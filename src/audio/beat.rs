//! Adaptive statistical beat detection

use super::config::{check_factor, ConfigError};
use super::history::EnergyHistory;
use serde::{Deserialize, Serialize};

/// Intensity is capped at this many standard deviations above the mean
const MAX_SIGMA: f32 = 3.0;

/// Beat detector tuning
#[derive(Debug, Clone, PartialEq, Serialize, Deserialize)]
pub struct BeatDetectionConfig {
    /// Standard deviations above the mean an energy must exceed
    pub sensitivity: f32,

    /// Minimum interval between two beats (ms)
    pub refractory_ms: u64,

    /// Weight of the previous intensity when a new beat lands
    pub smoothing_factor: f32,

    /// Per-frame intensity decay between beats
    pub intensity_decay: f32,

    /// Length of the energy history (ms)
    pub history_window_ms: u64,
}

impl Default for BeatDetectionConfig {
    fn default() -> Self {
        Self {
            sensitivity: 1.5,
            refractory_ms: 200,
            smoothing_factor: 0.3,
            intensity_decay: 0.95,
            history_window_ms: 1500,
        }
    }
}

impl BeatDetectionConfig {
    pub fn validate(&self) -> Result<(), ConfigError> {
        if !self.sensitivity.is_finite() || self.sensitivity < 0.0 {
            return Err(ConfigError::InvalidSensitivity(self.sensitivity));
        }
        check_factor("smoothing_factor", self.smoothing_factor)?;
        check_factor("intensity_decay", self.intensity_decay)?;
        if self.history_window_ms == 0 {
            return Err(ConfigError::ZeroHistoryWindow);
        }
        Ok(())
    }
}

/// Logical detector state
#[derive(Debug, Clone, Copy, PartialEq, Eq, Serialize, Deserialize)]
#[serde(rename_all = "snake_case")]
pub enum BeatPhase {
    Disabled,
    /// Enabled and free to fire
    Armed,
    /// Enabled, inside the cooldown after a beat
    Refractory,
}

/// Continuous telemetry, updated once per frame
#[derive(Debug, Clone, Default, PartialEq, Serialize, Deserialize)]
pub struct BeatDetectionState {
    pub current_energy: f32,
    pub average_energy: f32,
    pub variance: f32,
    pub last_beat_ms: Option<u64>,
    pub intensity: f32,
}

/// A detected beat
#[derive(Debug, Clone, Copy, PartialEq, Serialize, Deserialize)]
pub struct BeatEvent {
    pub timestamp_ms: u64,

    /// Smoothed intensity in [0, 1]
    pub intensity: f32,

    /// Centre frequency of the strongest bin, when known
    pub dominant_frequency_hz: Option<f32>,
}

/// Emits beats when energy rises `sensitivity` standard deviations above its
/// trailing average, at most once per refractory interval.
#[derive(Debug, Clone)]
pub struct BeatDetector {
    config: BeatDetectionConfig,
    history: EnergyHistory,
    state: BeatDetectionState,
    enabled: bool,
}

impl BeatDetector {
    pub fn new(config: BeatDetectionConfig) -> Result<Self, ConfigError> {
        config.validate()?;
        Ok(Self {
            history: EnergyHistory::new(config.history_window_ms),
            config,
            state: BeatDetectionState::default(),
            enabled: true,
        })
    }

    pub fn config(&self) -> &BeatDetectionConfig {
        &self.config
    }

    pub fn state(&self) -> &BeatDetectionState {
        &self.state
    }

    pub fn history(&self) -> &EnergyHistory {
        &self.history
    }

    /// Current smoothed intensity
    pub fn intensity(&self) -> f32 {
        self.state.intensity
    }

    pub fn is_enabled(&self) -> bool {
        self.enabled
    }

    pub fn phase(&self, now_ms: u64) -> BeatPhase {
        if !self.enabled {
            BeatPhase::Disabled
        } else if self.in_refractory(now_ms) {
            BeatPhase::Refractory
        } else {
            BeatPhase::Armed
        }
    }

    /// Toggle detection. Turning it off clears the history and zeroes the
    /// intensity so a stale threshold cannot fire on re-enable. The last
    /// beat time is kept to honour the refractory interval across toggles.
    pub fn set_enabled(&mut self, enabled: bool) {
        if self.enabled == enabled {
            return;
        }
        self.enabled = enabled;
        if !enabled {
            self.history.clear();
            self.state.intensity = 0.0;
            self.state.average_energy = 0.0;
            self.state.variance = 0.0;
        }
        log::debug!("Beat detection {}", if enabled { "enabled" } else { "disabled" });
    }

    /// Feed one per-frame energy value taken at `now_ms`.
    pub fn process(&mut self, energy: f32, now_ms: u64) -> Option<BeatEvent> {
        self.state.current_energy = energy;
        if !self.enabled {
            return None;
        }

        self.history.add_sample(energy, now_ms);
        let avg = self.history.average();
        let variance = self.history.variance();
        let std_dev = variance.sqrt();
        self.state.average_energy = avg;
        self.state.variance = variance;

        let threshold = avg + self.config.sensitivity * std_dev;
        // Identical samples can leave float noise in the deviation
        let flat = std_dev <= f32::EPSILON * avg.abs().max(1.0);

        if !flat && energy > threshold && !self.in_refractory(now_ms) {
            let raw = if std_dev > 0.0 {
                ((energy - avg) / std_dev).clamp(0.0, MAX_SIGMA) / MAX_SIGMA
            } else {
                0.0
            };
            let smoothing = self.config.smoothing_factor;
            self.state.intensity =
                (self.state.intensity * smoothing + raw * (1.0 - smoothing)).clamp(0.0, 1.0);
            self.state.last_beat_ms = Some(now_ms);

            log::debug!(
                "Beat at {} ms: energy={:.2} avg={:.2} sd={:.2} intensity={:.2}",
                now_ms,
                energy,
                avg,
                std_dev,
                self.state.intensity
            );

            return Some(BeatEvent {
                timestamp_ms: now_ms,
                intensity: self.state.intensity,
                dominant_frequency_hz: None,
            });
        }

        self.state.intensity *= self.config.intensity_decay;
        None
    }

    fn in_refractory(&self, now_ms: u64) -> bool {
        self.state
            .last_beat_ms
            .is_some_and(|last| now_ms.saturating_sub(last) <= self.config.refractory_ms)
    }
}
//! Per-session analysis pipeline

use super::bands::BandMapper;
use super::beat::{BeatDetector, BeatEvent};
use super::config::ConfigError;
use super::normalize::Normalizer;
use super::presets::StylePreset;
use super::smoothing::TemporalSmoother;
use super::spectrum::{Frame, SpectrumExtractor};
use super::AnalysisConfig;
use crate::state::AnalysisSnapshot;

/// Result of analysing one frame
#[derive(Debug, Clone, PartialEq)]
pub struct FrameOutput {
    pub snapshot: AnalysisSnapshot,

    /// Beat detected on this frame, if any
    pub beat: Option<BeatEvent>,
}

/// Owns all mutable analysis state for one session.
///
/// Each frame runs spectrum extraction once, then feeds the band path
/// (mapper, normalizer, smoother) and the beat path (energy, detector)
/// independently.
pub struct AnalysisPipeline {
    extractor: SpectrumExtractor,
    mapper: BandMapper,
    normalizer: Normalizer,
    smoother: TemporalSmoother,
    detector: BeatDetector,

    // Reused per-frame band buffer
    raw_bands: Vec<f32>,

    last_beat: Option<BeatEvent>,
    seq: u64,
}

impl AnalysisPipeline {
    /// Create a pipeline; the whole config is validated up front
    pub fn new(config: &AnalysisConfig) -> Result<Self, ConfigError> {
        config.validate()?;
        let band_count = config.bands.band_count;
        Ok(Self {
            extractor: SpectrumExtractor,
            mapper: BandMapper::new(config.bands.clone())?,
            normalizer: Normalizer::new(config.reference_db)?,
            smoother: TemporalSmoother::new(config.smoothing.clone(), band_count)?,
            detector: BeatDetector::new(config.beat.clone())?,
            raw_bands: Vec::with_capacity(band_count),
            last_beat: None,
            seq: 0,
        })
    }

    pub fn band_count(&self) -> usize {
        self.mapper.band_count()
    }

    pub fn detector(&self) -> &BeatDetector {
        &self.detector
    }

    /// Latest smoothed amplitude vector
    pub fn amplitudes(&self) -> &[f32] {
        self.smoother.current()
    }

    /// Analyse one frame.
    ///
    /// Returns `None` when the frame carries no usable bins; all state is
    /// left untouched in that case.
    pub fn process(&mut self, frame: &Frame) -> Option<FrameOutput> {
        let spectrum = self.extractor.extract(frame);
        if spectrum.is_empty() {
            log::trace!("Skipping frame of {} bytes", frame.len());
            return None;
        }
        let now = frame.timestamp_ms();

        self.mapper.map_into(&spectrum, &mut self.raw_bands);
        self.normalizer.normalize_all(&mut self.raw_bands);
        self.smoother.apply(&self.raw_bands);

        let beat = self
            .detector
            .process(spectrum.energy(), now)
            .map(|event| BeatEvent {
                dominant_frequency_hz: spectrum.dominant_frequency(),
                ..event
            });
        if beat.is_some() {
            self.last_beat = beat;
        }

        self.seq += 1;
        Some(FrameOutput {
            snapshot: AnalysisSnapshot {
                seq: self.seq,
                timestamp_ms: now,
                amplitudes: self.smoother.current().to_vec(),
                detection: self.detector.state().clone(),
                phase: self.detector.phase(now),
                last_beat: self.last_beat,
            },
            beat,
        })
    }

    /// Toggle beat detection; disabling resets its statistics.
    pub fn set_beat_detection(&mut self, enabled: bool) {
        self.detector.set_enabled(enabled);
    }

    /// Switch visualization style. Band and smoothing state restart from
    /// zero; beat detection carries on untouched.
    pub fn apply_preset(&mut self, preset: &StylePreset) -> Result<(), ConfigError> {
        let mapper = BandMapper::new(preset.bands.clone())?;
        let normalizer = Normalizer::new(preset.reference_db)?;
        let smoother = TemporalSmoother::new(preset.smoothing.clone(), preset.bands.band_count)?;

        self.mapper = mapper;
        self.normalizer = normalizer;
        self.smoother = smoother;
        log::info!("Analysis style switched to '{}'", preset.name);
        Ok(())
    }
}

* * *

_BRIEF_
Lines of the material that hold the word "fire" should be counted, and the number alone given.

_EXERCISE RESULT_
2